### Exercise goal
Instruction for the entries that follow: retype exactly the lines from the line with "pub mod client;" to the line with "Not used downstream.", both included, and omit all others.

### Data to process
━━━━━━━━━━━━━━━━━━━━━━━━━━━━━━
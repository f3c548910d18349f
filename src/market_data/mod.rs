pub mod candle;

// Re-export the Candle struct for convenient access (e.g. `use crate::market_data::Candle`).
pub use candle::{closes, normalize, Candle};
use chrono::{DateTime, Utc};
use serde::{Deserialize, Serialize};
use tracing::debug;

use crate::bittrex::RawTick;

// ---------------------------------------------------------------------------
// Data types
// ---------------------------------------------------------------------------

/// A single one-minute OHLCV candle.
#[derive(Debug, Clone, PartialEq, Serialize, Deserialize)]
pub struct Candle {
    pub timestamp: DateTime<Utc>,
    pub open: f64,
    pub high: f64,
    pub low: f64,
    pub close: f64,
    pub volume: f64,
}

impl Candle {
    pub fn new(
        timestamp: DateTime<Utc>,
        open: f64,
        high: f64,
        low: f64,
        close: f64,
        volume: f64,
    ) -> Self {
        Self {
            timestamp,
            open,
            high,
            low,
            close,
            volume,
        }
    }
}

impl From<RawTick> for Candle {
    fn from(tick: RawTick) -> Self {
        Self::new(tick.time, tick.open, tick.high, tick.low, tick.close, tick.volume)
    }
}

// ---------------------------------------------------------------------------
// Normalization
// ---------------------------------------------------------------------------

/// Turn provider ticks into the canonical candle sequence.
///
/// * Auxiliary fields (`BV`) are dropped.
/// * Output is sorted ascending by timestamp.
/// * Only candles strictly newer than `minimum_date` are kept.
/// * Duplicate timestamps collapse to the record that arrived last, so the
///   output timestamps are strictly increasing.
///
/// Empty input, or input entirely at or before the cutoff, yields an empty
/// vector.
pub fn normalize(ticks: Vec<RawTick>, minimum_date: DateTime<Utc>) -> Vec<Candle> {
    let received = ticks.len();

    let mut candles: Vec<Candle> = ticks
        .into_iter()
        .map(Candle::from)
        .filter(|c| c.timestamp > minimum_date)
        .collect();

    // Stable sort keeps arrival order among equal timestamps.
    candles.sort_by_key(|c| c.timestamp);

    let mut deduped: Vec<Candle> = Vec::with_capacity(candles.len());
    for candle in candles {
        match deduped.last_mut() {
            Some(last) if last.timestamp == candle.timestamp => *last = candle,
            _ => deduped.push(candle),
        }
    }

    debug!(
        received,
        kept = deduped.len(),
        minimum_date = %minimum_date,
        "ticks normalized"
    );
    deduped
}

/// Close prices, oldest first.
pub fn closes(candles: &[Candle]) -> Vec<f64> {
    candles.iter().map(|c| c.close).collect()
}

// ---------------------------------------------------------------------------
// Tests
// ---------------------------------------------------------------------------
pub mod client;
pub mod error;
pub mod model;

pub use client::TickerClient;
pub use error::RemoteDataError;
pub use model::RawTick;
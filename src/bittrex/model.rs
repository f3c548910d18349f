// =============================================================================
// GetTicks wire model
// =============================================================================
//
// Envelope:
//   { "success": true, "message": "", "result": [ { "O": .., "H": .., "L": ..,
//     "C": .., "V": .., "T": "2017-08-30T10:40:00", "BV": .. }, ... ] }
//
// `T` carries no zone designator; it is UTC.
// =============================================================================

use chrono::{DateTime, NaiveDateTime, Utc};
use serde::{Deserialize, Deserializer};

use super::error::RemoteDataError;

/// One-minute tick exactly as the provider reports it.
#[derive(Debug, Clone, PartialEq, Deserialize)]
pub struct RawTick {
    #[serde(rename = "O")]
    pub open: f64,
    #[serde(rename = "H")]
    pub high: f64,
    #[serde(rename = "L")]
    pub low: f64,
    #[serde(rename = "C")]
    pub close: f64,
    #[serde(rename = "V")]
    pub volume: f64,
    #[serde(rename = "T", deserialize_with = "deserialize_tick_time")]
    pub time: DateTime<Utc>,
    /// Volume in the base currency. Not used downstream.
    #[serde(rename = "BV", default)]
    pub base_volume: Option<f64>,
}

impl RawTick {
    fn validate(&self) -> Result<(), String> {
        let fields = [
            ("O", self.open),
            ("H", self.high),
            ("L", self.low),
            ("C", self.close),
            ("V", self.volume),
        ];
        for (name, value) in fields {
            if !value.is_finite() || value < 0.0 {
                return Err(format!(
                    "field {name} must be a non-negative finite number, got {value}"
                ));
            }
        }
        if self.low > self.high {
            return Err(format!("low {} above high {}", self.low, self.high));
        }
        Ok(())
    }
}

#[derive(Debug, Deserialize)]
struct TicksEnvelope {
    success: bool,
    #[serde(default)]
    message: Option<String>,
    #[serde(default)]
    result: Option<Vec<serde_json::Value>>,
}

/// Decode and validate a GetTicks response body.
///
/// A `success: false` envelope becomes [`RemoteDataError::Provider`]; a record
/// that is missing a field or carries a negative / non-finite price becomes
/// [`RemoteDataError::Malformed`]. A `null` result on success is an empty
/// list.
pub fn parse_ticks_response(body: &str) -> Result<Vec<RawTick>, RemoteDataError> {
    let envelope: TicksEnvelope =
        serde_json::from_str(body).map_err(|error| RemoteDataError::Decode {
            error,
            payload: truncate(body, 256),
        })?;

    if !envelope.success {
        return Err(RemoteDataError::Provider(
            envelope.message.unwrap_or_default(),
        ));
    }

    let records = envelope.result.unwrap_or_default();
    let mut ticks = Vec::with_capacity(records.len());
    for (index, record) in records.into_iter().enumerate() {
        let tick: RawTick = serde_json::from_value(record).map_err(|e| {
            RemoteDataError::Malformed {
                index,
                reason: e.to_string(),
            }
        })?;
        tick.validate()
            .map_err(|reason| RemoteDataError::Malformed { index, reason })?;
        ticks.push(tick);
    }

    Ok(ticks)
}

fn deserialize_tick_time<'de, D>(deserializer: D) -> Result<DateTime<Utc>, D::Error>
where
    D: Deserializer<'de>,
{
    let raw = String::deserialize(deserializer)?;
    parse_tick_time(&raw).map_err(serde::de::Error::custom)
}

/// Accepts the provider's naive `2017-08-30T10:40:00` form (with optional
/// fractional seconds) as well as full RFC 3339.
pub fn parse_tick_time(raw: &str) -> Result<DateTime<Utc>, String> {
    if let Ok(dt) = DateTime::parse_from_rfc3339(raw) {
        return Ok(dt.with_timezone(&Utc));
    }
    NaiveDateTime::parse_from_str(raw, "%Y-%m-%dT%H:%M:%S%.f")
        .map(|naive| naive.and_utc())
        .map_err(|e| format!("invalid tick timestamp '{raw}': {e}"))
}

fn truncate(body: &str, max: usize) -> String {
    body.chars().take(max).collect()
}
━━━━━━━━━━━━━━━━━━━━━━━━━━━━━━
### Result for this exercise
pub mod client;
pub mod error;
pub mod model;

pub use client::TickerClient;
pub use error::RemoteDataError;
pub use model::RawTick;
filename src/bittrex/model.rs
repository f3c548910d18349f
// =============================================================================
// GetTicks wire model
// =============================================================================
//
// Envelope:
//   { "success": true, "message": "", "result": [ { "O": .., "H": .., "L": ..,
//     "C": .., "V": .., "T": "2017-08-30T10:40:00", "BV": .. }, ... ] }
//
// `T` carries no zone designator; it is UTC.
// =============================================================================

use chrono::{DateTime, NaiveDateTime, Utc};
use serde::{Deserialize, Deserializer};

use super::error::RemoteDataError;

/// One-minute tick exactly as the provider reports it.
#[derive(Debug, Clone, PartialEq, Deserialize)]
pub struct RawTick {
    #[serde(rename = "O")]
    pub open: f64,
    #[serde(rename = "H")]
    pub high: f64,
    #[serde(rename = "L")]
    pub low: f64,
    #[serde(rename = "C")]
    pub close: f64,
    #[serde(rename = "V")]
    pub volume: f64,
    #[serde(rename = "T", deserialize_with = "deserialize_tick_time")]
    pub time: DateTime<Utc>,
    /// Volume in the base currency. Not used downstream.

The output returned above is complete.